2. Churn based on Customer Characteristics

plot_grid(ggplot(churn, aes(x=gender,fill=Churn))+ geom_bar(position = 'fill') + labs(y = "Percentage"), 
          ggplot(churn, aes(x=SeniorCitizen,fill=Churn))+ geom_bar(position = 'fill') + labs(y = "Percentage"),
          ggplot(churn, aes(x=Partner,fill=Churn))+ geom_bar(position = 'fill') + labs(y = "Percentage"),
          ggplot(churn, aes(x=Dependents,fill=Churn))+ geom_bar(position = 'fill') + labs(y = "Percentage") +
          theme_minimal() +
          scale_x_discrete(labels = function(x) str_wrap(x, width = 10)),
          align = "h")

From the customer characteristics, I can get several information :

From the gender, male and female seems to have same proportion to churn.
Senior citizens are more likely to churn
Customer without partner are more likely to churn compared to customer who have partner
Customer without dependents are more likely to churn compared to customer with dependents

3. Churn based on Service

plot_grid(ggplot(churn, aes(x= InternetService ,fill = Churn))+ geom_bar(position = 'fill') + labs(y = "Percentage"), 
          ggplot(churn, aes(x= OnlineSecurity, fill = Churn))+ geom_bar(position = 'fill') + labs(y = "Percentage"),
          ggplot(churn, aes(x= OnlineBackup, fill = Churn))+ geom_bar(position = 'fill') + labs(y = "Percentage"),
          ggplot(churn, aes(x= DeviceProtection, fill=Churn))+ geom_bar(position = 'fill') + labs(y = "Percentage"),
          ggplot(churn, aes(x=PhoneService,fill=Churn))+ geom_bar(position = 'fill') + labs(y = "Percentage"),
          ggplot(churn, aes(x=MultipleLines,fill=Churn))+ geom_bar(position = 'fill') + labs(y = "Percentage"),
          ggplot(churn, aes(x= TechSupport, fill=Churn))+ geom_bar(position = 'fill') + labs(y = "Percentage"),
          ggplot(churn, aes(x= StreamingTV ,fill=Churn))+ geom_bar(position = 'fill') + labs(y = "Percentage") + 
          theme_minimal() +
          scale_x_discrete(labels = function(x) str_wrap(x, width = 10)),
          align = "h")

From the service that used by the customer, I can get several information :

Customer who use fibser optic in internet service are more likely to churn compared to others
Customer who don’t use online security, online backup, device protection, streaming TV, and tech support are more likely to churn compared to others

B. Checking Correlation

Inspect the correlation between numerical column from the dataset

ggcorr(churn, label = T)

Because TotalCharges has strong correlation with tenure and MonthlyCharges, I can take out TotalCharges column

churn_ed <- churn %>% 
  select(- TotalCharges)

datatable(churn_ed, rownames = FALSE, filter="top", options = list(pageLength = 10, scrollX= T))

Modelling

In this project, I am using 3 machine learning models (Naive Bayes, Decision Tree, and Random Forest)

A. Cross Validation

To make the model, I have to split the dataset into data train and data test.
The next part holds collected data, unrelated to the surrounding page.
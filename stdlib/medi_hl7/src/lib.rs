//! Editable HL7 v2 messages for the Medi standard library
//!
//! Raw pipe-delimited text is parsed into an ordered list of segments. Each
//! segment holds a field → repetition → component → sub-component tree that
//! is read and written through dotted addresses such as `PID.5.1`. Segments
//! are referenced by stable [`SegmentId`] handles, so they can be inserted,
//! moved and deleted while other handles stay valid. `build` turns the
//! current state back into wire text.
//!
//! ```
//! use medi_hl7::{Message, ResetRules, ReindexOptions};
//!
//! let mut message = Message::new("MSH|^~\\&|APP\rORC|NW\rOBX|9\rOBX|9").unwrap();
//! let rules = ResetRules::new().with_rule("OBX", &["ORC"]).unwrap();
//! message.reindex(&rules, &ReindexOptions::default()).unwrap();
//! assert_eq!(message.build(), "MSH|^~\\&|APP\r\nORC|NW\r\nOBX|1\r\nOBX|2");
//! ```

#![warn(rustdoc::missing_crate_level_docs)]

pub mod address;
pub mod collection;
pub mod error;
pub mod message;
pub mod options;
pub mod reindex;
pub mod segment;
pub mod tokenizer;

// Re-export the main types for convenience
pub use address::{Address, Index, SegmentType, HEADER_SEGMENT_TYPE, KNOWN_SEGMENT_TYPES};
pub use collection::{SegmentId, SegmentList};
pub use error::{Hl7Error, Hl7Result};
pub use message::Message;
pub use options::{Delimiters, LineEnding, ParseOptions, SegmentTerminator};
pub use reindex::{ReindexOptions, ResetRules};
pub use segment::{Segment, MAX_WRITE_POSITION};
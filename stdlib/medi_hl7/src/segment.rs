//! One typed record of a message and its address-based read/write API.
//!
//! Data is held as nested vectors: field → repetition → component →
//! sub-component. The first stored field is field 1, or field 2 for the
//! header segment (its field 1 is the field separator itself). Every stored
//! level is non-empty, so a present field always has a first repetition
//! with a first component holding at least one string.

use std::fmt;

use log::trace;

use crate::address::{Address, Index, SegmentType};
use crate::error::{invalid_param, invalid_param_because, Hl7Result};
use crate::options::Delimiters;
use crate::tokenizer::{write_component, write_field, write_repetition, write_segment};

pub(crate) type Component = Vec<String>;
pub(crate) type Repetition = Vec<Component>;
pub(crate) type Field = Vec<Repetition>;

/// Highest field, component, repetition or sub-component count a write may create
pub const MAX_WRITE_POSITION: usize = u16::MAX as usize;

fn empty_repetition() -> Repetition {
    vec![vec![String::new()]]
}

/// Check that `address` names a slot a write may create or overwrite
pub(crate) fn check_write_address(address: &Address) -> Hl7Result<()> {
    let Some(field) = address.field() else {
        return invalid_param("field", address);
    };
    if field < address.segment_type().first_field() {
        return invalid_param_because(
            "field",
            address,
            "Field 1 of the header is the field separator and cannot be set.",
        );
    }
    if field > MAX_WRITE_POSITION || address.component().unwrap_or(1) > MAX_WRITE_POSITION {
        return invalid_param_because(
            "field",
            address,
            format!("Positions above {MAX_WRITE_POSITION} cannot be written."),
        );
    }
    Ok(())
}

fn check_write_index(name: &str, index: usize) -> Hl7Result<()> {
    if index >= MAX_WRITE_POSITION {
        return invalid_param_because(
            name,
            index,
            format!("At most {MAX_WRITE_POSITION} entries can be stored."),
        );
    }
    Ok(())
}

/// A typed segment such as `PID` or `OBX`
#[derive(Debug, Clone, PartialEq, Eq)]
pub struct Segment {
    segment_type: SegmentType,
    delimiters: Delimiters,
    fields: Vec<Field>,
}

impl Segment {
    /// An empty segment using the default delimiters
    pub fn new(segment_type: SegmentType) -> Self {
        Self::with_delimiters(segment_type, Delimiters::default())
    }

    pub fn with_delimiters(segment_type: SegmentType, delimiters: Delimiters) -> Self {
        Self {
            segment_type,
            delimiters,
            fields: Vec::new(),
        }
    }

    pub(crate) fn from_fields(
        segment_type: SegmentType,
        delimiters: Delimiters,
        fields: Vec<Field>,
    ) -> Self {
        Self {
            segment_type,
            delimiters,
            fields,
        }
    }

    pub fn segment_type(&self) -> &SegmentType {
        &self.segment_type
    }

    pub fn delimiters(&self) -> &Delimiters {
        &self.delimiters
    }

    /// True until the first value is written
    pub fn is_empty(&self) -> bool {
        self.fields.is_empty()
    }

    /// Number of the last populated field, or 0 when empty
    pub fn field_count(&self) -> usize {
        if self.fields.is_empty() {
            0
        } else {
            self.fields.len() + self.segment_type.first_field() - 1
        }
    }

    pub(crate) fn fields(&self) -> &[Field] {
        &self.fields
    }

    fn field(&self, number: usize) -> Option<&Field> {
        number
            .checked_sub(self.segment_type.first_field())
            .and_then(|i| self.fields.get(i))
    }

    fn check_owner(&self, address: &Address, verb: &str) -> Hl7Result<()> {
        if address.segment_type() != &self.segment_type {
            let preposition = if verb == "get" { "from" } else { "on" };
            return invalid_param_because(
                "field",
                address,
                format!(
                    "Cannot {verb} [{address}] {preposition} [{}] segment.",
                    self.segment_type
                ),
            );
        }
        Ok(())
    }

    /// Read the first repetition / first sub-component at `address`
    pub fn get(&self, address: &str) -> Hl7Result<Option<String>> {
        self.get_at(address, Index::At(0), Index::At(0))
    }

    /// Read the value at `address`.
    ///
    /// * `TTT.f.c` returns one sub-component, or all of them joined when
    ///   `sub_component` is [`Index::All`].
    /// * `TTT.f` returns one repetition with its components joined, or every
    ///   repetition joined when `repetition` is [`Index::All`].
    /// * `TTT` returns the whole segment in wire form.
    ///
    /// Returns `None` when nothing is stored there. Never creates data.
    pub fn get_at(
        &self,
        address: &str,
        repetition: Index,
        sub_component: Index,
    ) -> Hl7Result<Option<String>> {
        let parsed = Address::parse_read(address)?;
        self.check_owner(&parsed, "get")?;

        if parsed.component().is_some() && repetition == Index::All {
            return invalid_param_because(
                "repetition",
                -1,
                format!("Cannot read component [{address}] across all repetitions."),
            );
        }

        if self.fields.is_empty() {
            return Ok(None);
        }

        let d = &self.delimiters;
        let value = match (parsed.field(), parsed.component()) {
            (Some(field), Some(component)) => {
                let Index::At(rep) = repetition else {
                    return Ok(None);
                };
                let slot = self
                    .field(field)
                    .and_then(|f| f.get(rep))
                    .and_then(|r| r.get(component - 1));

                match sub_component {
                    Index::At(sub) => slot.and_then(|c| c.get(sub)).cloned(),
                    Index::All => slot.map(|c| {
                        let mut out = String::new();
                        write_component(&mut out, c, d);
                        out
                    }),
                }
            }
            (Some(field), None) => {
                let Some(stored) = self.field(field) else {
                    return Ok(None);
                };
                let mut out = String::new();
                match repetition {
                    Index::At(rep) => match stored.get(rep) {
                        Some(r) => write_repetition(&mut out, r, d),
                        None => return Ok(None),
                    },
                    Index::All => write_field(&mut out, stored, d),
                }
                Some(out)
            }
            _ => Some(self.to_string()),
        };

        Ok(value)
    }

    /// Write `value` to the first repetition / first sub-component at `address`
    pub fn set(&mut self, address: &str, value: &str) -> Hl7Result<()> {
        self.set_at(address, value, Index::At(0), Index::At(0))
    }

    /// Write `value` at `address`, creating every missing level on the way.
    ///
    /// Fields up to the target field, repetitions up to `repetition`, and
    /// (for a component address) components up to the target component and
    /// sub-components up to `sub_component` are filled with empty strings.
    ///
    /// Writing a field address without a component replaces that whole
    /// repetition with the single value, dropping any components it had.
    pub fn set_at(
        &mut self,
        address: &str,
        value: &str,
        repetition: Index,
        sub_component: Index,
    ) -> Hl7Result<()> {
        let parsed = Address::parse_write(address)?;
        self.write(&parsed, value, repetition, sub_component)
    }

    /// Write through an already parsed address
    pub(crate) fn write(
        &mut self,
        address: &Address,
        value: &str,
        repetition: Index,
        sub_component: Index,
    ) -> Hl7Result<()> {
        self.check_owner(address, "set")?;
        check_write_address(address)?;
        let rep = repetition.position("repetition")?;
        let sub = sub_component.position("sub_component")?;
        check_write_index("repetition", rep)?;
        check_write_index("sub_component", sub)?;

        let first = self.segment_type.first_field();
        let Some(field) = address.field() else {
            return invalid_param("field", address);
        };

        let field_index = field - first;
        if self.fields.len() <= field_index {
            trace!(
                "{}: creating fields {}..={}",
                self.segment_type,
                self.fields.len() + first,
                field
            );
            self.fields.resize_with(field_index + 1, || vec![empty_repetition()]);
        }

        let repetitions = &mut self.fields[field_index];
        if repetitions.len() <= rep {
            repetitions.resize_with(rep + 1, empty_repetition);
        }

        match address.component() {
            Some(component) => {
                let components = &mut repetitions[rep];
                if components.len() < component {
                    components.resize_with(component, || vec![String::new()]);
                }
                let subs = &mut components[component - 1];
                if subs.len() <= sub {
                    subs.resize_with(sub + 1, String::new);
                }
                subs[sub] = value.to_string();
            }
            None => {
                repetitions[rep] = vec![vec![value.to_string()]];
            }
        }

        Ok(())
    }
}

impl fmt::Display for Segment {
    fn fmt(&self, f: &mut fmt::Formatter<'_>) -> fmt::Result {
        let mut out = String::new();
        write_segment(&mut out, self);
        f.write_str(&out)
    }
}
Data train for making the model, and data test as the unseen data to make the prediction

set.seed(100)
idx <- initial_split(data = churn_ed, prop = 0.8, strata = "Churn")

churn_train <- training(idx)
churn_test <- testing(idx)
test_label <- churn_test[, "Churn"]

B. Machine Learning Models

1. Naive Bayes Model

model_naive <- naiveBayes(formula = Churn ~ ., data = churn_train, type = "class")

predict1 <- predict(object = model_naive, newdata = churn_train)
predict2 <- predict(object = model_naive, newdata = churn_test)

Making confusion matrix for data train and data test. This is to see if the model overfit or not.

# for data train
confusionMatrix(predict1, reference = churn_train$Churn, positive = "Yes")

Confusion Matrix and Statistics

          Reference
Prediction   No  Yes
       No  2844  284
       Yes 1296 1212
                                          
               Accuracy : 0.7197          
                 95% CI : (0.7077, 0.7314)
    No Information Rate : 0.7346          
    P-Value [Acc > NIR] : 0.9944          
                                          
                  Kappa : 0.4088          
                                          
 Mcnemar's Test P-Value : <2e-16          
                                          
            Sensitivity : 0.8102          
            Specificity : 0.6870          
         Pos Pred Value : 0.4833          
         Neg Pred Value : 0.9092          
             Prevalence : 0.2654          
         Detection Rate : 0.2150          
   Detection Prevalence : 0.4450          
      Balanced Accuracy : 0.7486          
                                          
       'Positive' Class : Yes

# for data test
confusionMatrix(predict2, reference = churn_test$Churn, positive = "Yes")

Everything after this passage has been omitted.